WHAT THIS TASK INVOLVES:
Look through the listing below for the word "display" and copy every line where it occurs.

INFORMATION:
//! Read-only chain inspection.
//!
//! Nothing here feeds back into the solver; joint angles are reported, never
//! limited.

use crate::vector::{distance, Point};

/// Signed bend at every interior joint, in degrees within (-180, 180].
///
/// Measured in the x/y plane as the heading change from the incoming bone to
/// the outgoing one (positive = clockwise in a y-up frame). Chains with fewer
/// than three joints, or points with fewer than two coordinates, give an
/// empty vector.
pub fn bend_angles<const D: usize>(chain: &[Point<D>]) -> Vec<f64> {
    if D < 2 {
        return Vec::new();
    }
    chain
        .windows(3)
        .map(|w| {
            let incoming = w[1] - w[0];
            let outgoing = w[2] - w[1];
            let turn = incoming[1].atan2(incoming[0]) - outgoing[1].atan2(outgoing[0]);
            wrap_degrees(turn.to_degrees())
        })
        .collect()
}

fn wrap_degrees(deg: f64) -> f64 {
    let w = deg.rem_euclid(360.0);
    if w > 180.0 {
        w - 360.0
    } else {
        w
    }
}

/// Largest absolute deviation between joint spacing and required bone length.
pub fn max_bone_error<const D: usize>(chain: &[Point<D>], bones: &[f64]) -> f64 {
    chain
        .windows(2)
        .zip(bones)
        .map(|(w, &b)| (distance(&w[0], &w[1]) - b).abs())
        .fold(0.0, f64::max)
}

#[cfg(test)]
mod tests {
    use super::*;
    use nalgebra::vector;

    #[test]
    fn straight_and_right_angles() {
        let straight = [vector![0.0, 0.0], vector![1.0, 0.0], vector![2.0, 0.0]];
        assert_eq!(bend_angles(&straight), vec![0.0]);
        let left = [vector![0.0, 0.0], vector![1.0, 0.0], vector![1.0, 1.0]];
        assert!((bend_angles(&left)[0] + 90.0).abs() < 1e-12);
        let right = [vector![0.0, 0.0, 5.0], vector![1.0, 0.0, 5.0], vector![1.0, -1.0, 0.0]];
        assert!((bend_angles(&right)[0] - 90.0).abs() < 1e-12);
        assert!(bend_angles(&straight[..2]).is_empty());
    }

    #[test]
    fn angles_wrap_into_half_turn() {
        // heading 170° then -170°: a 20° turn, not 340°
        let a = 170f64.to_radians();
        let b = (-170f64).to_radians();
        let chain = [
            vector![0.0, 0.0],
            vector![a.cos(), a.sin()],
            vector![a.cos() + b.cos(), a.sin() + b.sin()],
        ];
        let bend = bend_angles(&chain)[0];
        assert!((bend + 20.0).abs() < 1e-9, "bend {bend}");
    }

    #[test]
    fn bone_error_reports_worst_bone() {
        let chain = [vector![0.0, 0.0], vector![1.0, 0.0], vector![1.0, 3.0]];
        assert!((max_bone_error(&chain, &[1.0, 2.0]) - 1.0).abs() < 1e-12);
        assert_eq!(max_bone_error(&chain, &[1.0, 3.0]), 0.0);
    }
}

* * *

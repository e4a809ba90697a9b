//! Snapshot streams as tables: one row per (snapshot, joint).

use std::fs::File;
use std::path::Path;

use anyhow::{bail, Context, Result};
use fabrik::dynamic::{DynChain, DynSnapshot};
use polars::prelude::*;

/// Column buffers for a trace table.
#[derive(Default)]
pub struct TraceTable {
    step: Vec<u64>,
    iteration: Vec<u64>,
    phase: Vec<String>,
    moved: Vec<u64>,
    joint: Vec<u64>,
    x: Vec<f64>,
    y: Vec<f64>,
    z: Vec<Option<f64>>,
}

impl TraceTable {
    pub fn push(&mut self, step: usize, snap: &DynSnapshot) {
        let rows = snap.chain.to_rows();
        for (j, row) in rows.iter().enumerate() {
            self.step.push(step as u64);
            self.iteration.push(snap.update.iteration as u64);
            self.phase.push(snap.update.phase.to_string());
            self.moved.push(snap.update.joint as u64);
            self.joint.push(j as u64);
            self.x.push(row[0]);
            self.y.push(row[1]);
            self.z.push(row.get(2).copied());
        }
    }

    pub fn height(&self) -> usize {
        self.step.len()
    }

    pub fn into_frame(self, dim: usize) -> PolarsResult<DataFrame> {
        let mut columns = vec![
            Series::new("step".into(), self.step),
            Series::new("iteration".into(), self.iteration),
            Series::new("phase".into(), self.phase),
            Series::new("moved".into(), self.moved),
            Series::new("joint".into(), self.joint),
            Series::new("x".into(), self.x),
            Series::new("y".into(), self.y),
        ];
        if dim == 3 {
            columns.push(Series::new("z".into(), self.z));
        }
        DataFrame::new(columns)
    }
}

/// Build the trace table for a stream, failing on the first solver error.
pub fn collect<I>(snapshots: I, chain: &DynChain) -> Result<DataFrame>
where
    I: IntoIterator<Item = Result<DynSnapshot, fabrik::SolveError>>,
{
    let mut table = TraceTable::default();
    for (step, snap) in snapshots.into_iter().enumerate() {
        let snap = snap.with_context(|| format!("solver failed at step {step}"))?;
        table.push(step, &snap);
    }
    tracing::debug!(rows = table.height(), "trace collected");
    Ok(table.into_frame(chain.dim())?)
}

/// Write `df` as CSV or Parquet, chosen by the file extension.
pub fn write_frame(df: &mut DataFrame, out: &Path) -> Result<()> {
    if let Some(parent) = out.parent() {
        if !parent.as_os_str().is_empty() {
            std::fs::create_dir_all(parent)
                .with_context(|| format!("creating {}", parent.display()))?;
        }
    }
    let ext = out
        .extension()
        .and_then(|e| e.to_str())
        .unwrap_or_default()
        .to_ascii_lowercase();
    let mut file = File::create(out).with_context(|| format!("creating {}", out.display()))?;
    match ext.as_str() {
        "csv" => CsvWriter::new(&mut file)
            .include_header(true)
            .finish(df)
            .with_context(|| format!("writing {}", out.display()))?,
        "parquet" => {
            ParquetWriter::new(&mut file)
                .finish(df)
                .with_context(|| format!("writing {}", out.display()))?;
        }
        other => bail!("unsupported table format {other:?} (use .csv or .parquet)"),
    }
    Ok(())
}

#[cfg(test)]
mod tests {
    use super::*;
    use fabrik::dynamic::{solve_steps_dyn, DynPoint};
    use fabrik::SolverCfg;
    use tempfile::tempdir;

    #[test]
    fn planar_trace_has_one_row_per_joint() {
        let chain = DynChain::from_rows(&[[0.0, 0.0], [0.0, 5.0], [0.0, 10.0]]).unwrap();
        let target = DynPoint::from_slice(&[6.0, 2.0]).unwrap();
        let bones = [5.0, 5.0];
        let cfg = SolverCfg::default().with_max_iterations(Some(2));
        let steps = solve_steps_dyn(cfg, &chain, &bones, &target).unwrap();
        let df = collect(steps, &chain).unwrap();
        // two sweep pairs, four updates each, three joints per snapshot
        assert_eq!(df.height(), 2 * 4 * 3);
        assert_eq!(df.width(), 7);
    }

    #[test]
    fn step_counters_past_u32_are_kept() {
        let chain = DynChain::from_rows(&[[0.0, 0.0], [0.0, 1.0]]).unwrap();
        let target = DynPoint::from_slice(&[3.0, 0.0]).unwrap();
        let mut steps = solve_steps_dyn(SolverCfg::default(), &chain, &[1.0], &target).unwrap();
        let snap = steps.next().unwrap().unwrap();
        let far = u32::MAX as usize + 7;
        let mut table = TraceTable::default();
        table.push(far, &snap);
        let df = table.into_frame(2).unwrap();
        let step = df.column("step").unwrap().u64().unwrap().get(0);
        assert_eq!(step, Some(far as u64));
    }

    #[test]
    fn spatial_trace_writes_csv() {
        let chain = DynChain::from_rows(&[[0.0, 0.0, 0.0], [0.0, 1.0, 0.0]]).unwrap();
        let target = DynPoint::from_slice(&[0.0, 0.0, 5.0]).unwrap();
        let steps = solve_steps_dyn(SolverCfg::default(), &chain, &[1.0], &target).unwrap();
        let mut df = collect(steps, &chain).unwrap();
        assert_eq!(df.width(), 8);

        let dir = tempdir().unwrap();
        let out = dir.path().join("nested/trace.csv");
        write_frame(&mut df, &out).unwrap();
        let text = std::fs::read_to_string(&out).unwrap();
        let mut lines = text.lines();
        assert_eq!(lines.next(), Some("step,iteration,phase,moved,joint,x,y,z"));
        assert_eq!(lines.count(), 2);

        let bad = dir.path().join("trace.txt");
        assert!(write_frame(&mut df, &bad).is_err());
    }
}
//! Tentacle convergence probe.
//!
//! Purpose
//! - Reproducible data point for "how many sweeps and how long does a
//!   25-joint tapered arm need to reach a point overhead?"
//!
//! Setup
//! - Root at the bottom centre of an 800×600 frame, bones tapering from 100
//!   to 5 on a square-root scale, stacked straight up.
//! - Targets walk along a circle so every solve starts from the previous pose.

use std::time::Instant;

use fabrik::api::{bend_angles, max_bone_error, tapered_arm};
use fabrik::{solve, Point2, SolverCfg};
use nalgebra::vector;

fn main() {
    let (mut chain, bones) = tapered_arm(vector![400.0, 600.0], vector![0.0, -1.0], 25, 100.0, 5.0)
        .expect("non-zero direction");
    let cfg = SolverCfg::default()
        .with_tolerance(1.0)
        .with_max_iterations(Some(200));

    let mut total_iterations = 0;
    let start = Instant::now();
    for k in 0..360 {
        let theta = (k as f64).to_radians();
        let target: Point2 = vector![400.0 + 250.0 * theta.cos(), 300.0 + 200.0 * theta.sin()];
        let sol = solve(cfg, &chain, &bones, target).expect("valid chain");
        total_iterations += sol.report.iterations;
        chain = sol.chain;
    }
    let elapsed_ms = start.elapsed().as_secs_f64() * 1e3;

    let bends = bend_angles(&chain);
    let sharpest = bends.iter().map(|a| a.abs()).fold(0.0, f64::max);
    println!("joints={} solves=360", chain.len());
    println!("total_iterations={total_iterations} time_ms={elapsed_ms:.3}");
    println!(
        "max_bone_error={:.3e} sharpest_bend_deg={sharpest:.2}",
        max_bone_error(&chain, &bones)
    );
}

TASK SOLUTION:
                .with_context(|| format!("creating {}", parent.display()))?;
    let mut file = File::create(out).with_context(|| format!("creating {}", out.display()))?;
            .with_context(|| format!("writing {}", out.display()))?,
                .with_context(|| format!("writing {}", out.display()))?;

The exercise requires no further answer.